Early skin lesions may have the appearance of nevi. Carcinomas are histologically indistinguishable from a typical BCC. These occur most frequently in the third and fourth decades of life, and are more common in individuals of lighter skin color and those with more exposure to ultraviolet light. However, approximately 10% of individuals with NBCCS never manifest BCCs.
Facial milia are present in 50% to 60% of patients. Skin tags may appear in childhood, especially around the neck, and are histologically similar to BCC. Meibomian cysts, sebaceous cysts, and dermoid cysts are frequent.

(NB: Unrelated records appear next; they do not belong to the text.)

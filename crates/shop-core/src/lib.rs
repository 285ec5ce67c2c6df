//! # shop-core: Pure Business Logic for Shop Pay
//!
//! This crate is the **heart** of the supermarket app. It holds the shopping
//! cart, the QR ingestion pipeline and the card checks used at registration,
//! all as pure code with zero I/O dependencies.
//!
//! ## Architecture Position
//! ```text
//! ┌─────────────────────────────────────────────────────────────────────────┐
//! │                        Shop Pay Architecture                            │
//! │                                                                         │
//! │  ┌─────────────────────────────────────────────────────────────────┐   │
//! │  │                    App screens (external)                       │   │
//! │  │    Login ──► Register ──► Products ──► Cart ──► Scan QR         │   │
//! │  └─────────────────────────────┬───────────────────────────────────┘   │
//! │                                │                                        │
//! │  ┌─────────────────────────────▼───────────────────────────────────┐   │
//! │  │               ★ shop-core (THIS CRATE) ★                        │   │
//! │  │                                                                 │   │
//! │  │   ┌──────────┐ ┌──────────┐ ┌──────────┐ ┌──────────────────┐  │   │
//! │  │   │ catalog  │ │   cart   │ │    qr    │ │ card, validation │  │   │
//! │  │   │ Product  │ │   Cart   │ │QrPayload │ │ Luhn, form rules │  │   │
//! │  │   └──────────┘ └──────────┘ └──────────┘ └──────────────────┘  │   │
//! │  │                                                                 │   │
//! │  │   NO I/O • NO DATABASE • NO NETWORK • PURE FUNCTIONS           │   │
//! │  └─────────────────────────────────────────────────────────────────┘   │
//! │                                │                                        │
//! │  ┌─────────────────────────────▼───────────────────────────────────┐   │
//! │  │          shop-client (HTTP)  /  users-api (REST server)         │   │
//! │  └─────────────────────────────────────────────────────────────────┘   │
//! └─────────────────────────────────────────────────────────────────────────┘
//! ```
//!
//! ## Modules
//!
//! - [`types`] - Product and the registration DTOs
//! - [`money`] - Money type with integer arithmetic (euro cents)
//! - [`catalog`] - The fixed, read-only product catalog
//! - [`cart`] - The shopping cart and its derived totals
//! - [`qr`] - QR payload parsing and scan-to-add
//! - [`card`] - Card number formatting and Luhn checks
//! - [`validation`] - Registration form field rules
//! - [`error`] - Domain error types
//!
//! ## Example Usage
//!
//! ```rust
//! use shop_core::{Cart, Catalog};
//!
//! let catalog = Catalog::standard();
//! let mut cart = Cart::new();
//!
//! cart.add_item(catalog.get(1).unwrap().clone());
//! assert!(cart.add_product_from_qr_code("abc-123|3|50|Organic Apple"));
//!
//! assert_eq!(cart.item_count(), 2);
//! assert_eq!(cart.total_price().cents(), 399 + 350);
//! ```

// =============================================================================
// Module Declarations
// =============================================================================

pub mod card;
pub mod cart;
pub mod catalog;
pub mod error;
pub mod money;
pub mod qr;
pub mod types;
pub mod validation;

// =============================================================================
// Re-exports for Convenience
// =============================================================================

pub use card::CardNumber;
pub use cart::{Cart, CartEntry, CartTotals};
pub use catalog::Catalog;
pub use error::{CoreError, QrParseError, ValidationError};
pub use money::Money;
pub use qr::QrPayload;
pub use types::*;
pub use validation::{FormReport, RegistrationForm};

// =============================================================================
// Crate-Level Constants
// =============================================================================

/// Category assigned to every product that entered the cart through a QR scan.
pub const SCANNED_CATEGORY: &str = "Scanned Products";

/// Shortest card number accepted at registration.
pub const MIN_CARD_DIGITS: usize = 13;

/// Longest card number accepted at registration.
///
/// Keystrokes that would push the field past this many digits are ignored.
pub const MAX_CARD_DIGITS: usize = 19;
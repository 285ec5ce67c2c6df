//! # User Repository
//!
//! Database operations for users and registered accounts.
//!
//! ## Two Kinds of Rows
//! ```text
//! ┌─────────────────────────────────────────────────────────────────────────┐
//! │  create("Alice")              register(NewAccount { .. })               │
//! │       │                              │                                  │
//! │       ▼                              ▼                                  │
//! │  ┌──────────────────────┐    ┌────────────────────────────────────┐    │
//! │  │ id, name             │    │ id, name, username (UNIQUE), email │    │
//! │  │ (everything else     │    │ password_hash, card_last4,         │    │
//! │  │  NULL)               │    │ rsa/ec public keys                 │    │
//! │  └──────────────────────┘    └────────────────────────────────────┘    │
//! │                                                                         │
//! │  Both show up in list() as {Id, Name}.                                 │
//! └─────────────────────────────────────────────────────────────────────────┘
//! ```

use chrono::{DateTime, Utc};
use serde::Serialize;
use sqlx::{FromRow, SqlitePool};
use tracing::debug;

use crate::error::{DbError, DbResult};
use shop_core::{UserId, UserSummary};

const USER_COLUMNS: &str = "id, name, username, email, password_hash, card_last4, \
                            rsa_public_key, ec_public_key, created_at";

/// A row of the `users` table.
#[derive(Debug, Clone, PartialEq, Eq, FromRow, Serialize)]
pub struct User {
    pub id: UserId,
    pub name: String,
    pub username: Option<String>,
    pub email: Option<String>,
    #[serde(skip_serializing)]
    pub password_hash: Option<String>,
    pub card_last4: Option<String>,
    pub rsa_public_key: Option<String>,
    pub ec_public_key: Option<String>,
    pub created_at: DateTime<Utc>,
}

impl User {
    /// The `{Id, Name}` view served by the `/users` endpoints.
    pub fn summary(&self) -> UserSummary {
        UserSummary {
            id: self.id,
            name: self.name.clone(),
        }
    }
}

impl From<User> for UserSummary {
    fn from(user: User) -> Self {
        UserSummary {
            id: user.id,
            name: user.name,
        }
    }
}

/// Everything stored for a registered account.
///
/// Validation and password hashing happen before this is built.
#[derive(Debug, Clone)]
pub struct NewAccount {
    pub name: String,
    pub username: String,
    pub email: String,
    pub password_hash: String,
    pub card_last4: String,
    pub rsa_public_key: Option<String>,
    pub ec_public_key: Option<String>,
}

/// Repository for user database operations.
///
/// ## Usage
/// ```rust,ignore
/// let repo = db.users();
///
/// let alice = repo.create("Alice").await?;
/// let renamed = repo.rename(alice.id, "Alicia").await?;
/// let gone = repo.delete(alice.id).await?;
/// ```
#[derive(Debug, Clone)]
pub struct UserRepository {
    pool: SqlitePool,
}

impl UserRepository {
    pub fn new(pool: SqlitePool) -> Self {
        UserRepository { pool }
    }

    /// All users in id order.
    pub async fn list(&self) -> DbResult<Vec<User>> {
        let users = sqlx::query_as::<_, User>(&format!(
            "SELECT {} FROM users ORDER BY id",
            USER_COLUMNS
        ))
        .fetch_all(&self.pool)
        .await?;

        debug!(count = users.len(), "Listed users");
        Ok(users)
    }

    pub async fn get_by_id(&self, id: UserId) -> DbResult<Option<User>> {
        let user = sqlx::query_as::<_, User>(&format!(
            "SELECT {} FROM users WHERE id = ?1",
            USER_COLUMNS
        ))
        .bind(id)
        .fetch_optional(&self.pool)
        .await?;

        Ok(user)
    }

    pub async fn get_by_username(&self, username: &str) -> DbResult<Option<User>> {
        let user = sqlx::query_as::<_, User>(&format!(
            "SELECT {} FROM users WHERE username = ?1",
            USER_COLUMNS
        ))
        .bind(username)
        .fetch_optional(&self.pool)
        .await?;

        Ok(user)
    }

    /// Inserts a plain user with only a name.
    pub async fn create(&self, name: &str) -> DbResult<User> {
        debug!(name = %name, "Creating user");

        let id = sqlx::query("INSERT INTO users (name) VALUES (?1)")
            .bind(name)
            .execute(&self.pool)
            .await?
            .last_insert_rowid();

        self.fetch_inserted(id).await
    }

    /// Inserts a registered account.
    ///
    /// ## Errors
    /// `DbError::UniqueViolation` when the username is already taken.
    pub async fn register(&self, account: NewAccount) -> DbResult<User> {
        debug!(username = %account.username, "Registering account");

        let result = sqlx::query(
            r#"
            INSERT INTO users (
                name, username, email, password_hash, card_last4,
                rsa_public_key, ec_public_key
            ) VALUES (?1, ?2, ?3, ?4, ?5, ?6, ?7)
            "#,
        )
        .bind(&account.name)
        .bind(&account.username)
        .bind(&account.email)
        .bind(&account.password_hash)
        .bind(&account.card_last4)
        .bind(&account.rsa_public_key)
        .bind(&account.ec_public_key)
        .execute(&self.pool)
        .await
        .map_err(|e| match DbError::from(e) {
            DbError::UniqueViolation { field, .. } => {
                DbError::duplicate(field, account.username.clone())
            }
            other => other,
        })?;

        self.fetch_inserted(result.last_insert_rowid()).await
    }

    /// Renames a user. Returns `false` when no row has that id.
    pub async fn rename(&self, id: UserId, name: &str) -> DbResult<bool> {
        debug!(id = %id, name = %name, "Renaming user");

        let result = sqlx::query("UPDATE users SET name = ?1 WHERE id = ?2")
            .bind(name)
            .bind(id)
            .execute(&self.pool)
            .await?;

        Ok(result.rows_affected() > 0)
    }

    /// Deletes a user. Returns `false` when no row has that id.
    pub async fn delete(&self, id: UserId) -> DbResult<bool> {
        debug!(id = %id, "Deleting user");

        let result = sqlx::query("DELETE FROM users WHERE id = ?1")
            .bind(id)
            .execute(&self.pool)
            .await?;

        Ok(result.rows_affected() > 0)
    }

    pub async fn count(&self) -> DbResult<i64> {
        let count: i64 = sqlx::query_scalar("SELECT COUNT(*) FROM users")
            .fetch_one(&self.pool)
            .await?;

        Ok(count)
    }

    async fn fetch_inserted(&self, id: UserId) -> DbResult<User> {
        self.get_by_id(id)
            .await?
            .ok_or_else(|| DbError::not_found("User", id))
    }
}

// =============================================================================
// Unit Tests
// =============================================================================
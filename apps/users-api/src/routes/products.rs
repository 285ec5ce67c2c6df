//! Catalog fetch: `GET /products` and `GET /products/:id`.

use axum::extract::{Path, Query, State};
use axum::Json;
use serde::Deserialize;
use shop_core::Product;

use super::parse_id;
use crate::error::ApiResult;
use crate::AppState;

#[derive(Debug, Default, Deserialize)]
pub struct ProductQuery {
    /// Free-text filter over name, description and category.
    #[serde(default)]
    pub q: Option<String>,
}

/// `GET /products[?q=...]`
pub async fn list_products(
    State(state): State<AppState>,
    Query(query): Query<ProductQuery>,
) -> Json<Vec<Product>> {
    let products = state
        .catalog
        .search(query.q.as_deref().unwrap_or(""))
        .into_iter()
        .cloned()
        .collect();

    Json(products)
}

/// `GET /products/:id`
pub async fn get_product(
    State(state): State<AppState>,
    Path(raw_id): Path<String>,
) -> ApiResult<Json<Product>> {
    let id = parse_id("Product", &raw_id)?;
    let product = state.catalog.require(id)?;

    Ok(Json(product.clone()))
}

#[cfg(test)]
mod tests {
    use axum::http::StatusCode;

    use crate::test_support::{send, test_router};

    #[tokio::test]
    async fn test_list_products() {
        let (router, _) = test_router().await;

        let (status, body) = send(&router, "GET", "/products", None).await;
        assert_eq!(status, StatusCode::OK);

        let products = body.as_array().unwrap();
        assert_eq!(products.len(), 20);
        assert_eq!(products[0]["name"], "Fresh Apples");
        assert_eq!(products[0]["price"], 399);
    }

    #[tokio::test]
    async fn test_search_products() {
        let (router, _) = test_router().await;

        let (status, body) = send(&router, "GET", "/products?q=dairy", None).await;
        assert_eq!(status, StatusCode::OK);
        assert_eq!(body.as_array().unwrap().len(), 2);
    }

    #[tokio::test]
    async fn test_get_product() {
        let (router, _) = test_router().await;

        let (status, body) = send(&router, "GET", "/products/8", None).await;
        assert_eq!(status, StatusCode::OK);
        assert_eq!(body["name"], "Atlantic Salmon");

        let (status, body) = send(&router, "GET", "/products/99", None).await;
        assert_eq!(status, StatusCode::NOT_FOUND);
        assert_eq!(body["message"], "Product not found: 99");
    }
}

Keratocysts are cystic lesions of the bone lined with a thin, uniform layer of keratinized epithelium. Lesions are locally destructive and aggressive, leading to tooth disruption or jaw fracture if left untreated. Approximately 90% of those with NBCCS develop multiple odontogenic keratocysts and peak occurrence is within the second and third decades. Three-fourths occur in the mandible.
Pits are highly characteristic of NBCCS and useful in diagnosis, present in about 80% of those affected. They are more easily visualized after soaking the hands and feet in warm water for 10 to 15 minutes. Pits are shallow, 1 to 3 mm, white or pink depressions at areas of partial or complete absence of the stratum corneum.
Calcification of the falx cerebri, sella turcica, tentorium cerebelli, or petroclinoid ligament may take place; calcification of the falx is nearly always present after age 20. This is visible on skull x-rays.
Many patients demonstrate rib abnormalities such as bifid, splayed, extra or absent ribs. Bifid, wedged or fused vertebrae may also be present. Sprengel and pectus deformities are less common.
Cardiac fibromas occur in a small percentage of individuals with NBCCS and are generally present at the time of birth. These may lead to obstruction or conduction abnormalities.